# Try it
How many lines in these records hold the string "Full"? Reply with the number alone.

====== Data excerpts ======

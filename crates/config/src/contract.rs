// SPDX-License-Identifier: LGPL-3.0-only
//
// This file is provided WITHOUT ANY WARRANTY;
// without even the implied warranty of MERCHANTABILITY
// or FITNESS FOR A PARTICULAR PURPOSE.

use serde::{Deserialize, Serialize};

#[derive(Debug, Clone, Hash, Eq, Deserialize, Serialize, PartialEq)]
#[serde(untagged)]
pub enum Contract {
    Full {
        address: String,
        deploy_block: Option<u64>,
    },
    AddressOnly(String),
}

impl Contract {
    pub fn address(&self) -> &String {
        use Contract::*;
        match self {
            Full { address, .. } => address,
            AddressOnly(v) => v,
        }
    }

    pub fn deploy_block(&self) -> Option<u64> {
        use Contract::*;
        match self {
            Full { deploy_block, .. } => *deploy_block,
            AddressOnly(_) => None,
        }
    }
}

#[derive(Debug, Clone, Hash, PartialEq, Eq, Deserialize, Serialize)]
pub struct ContractAddresses {
    pub review_manager: Contract,
    pub paper_registry: Option<Contract>,
}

======

# Task output
3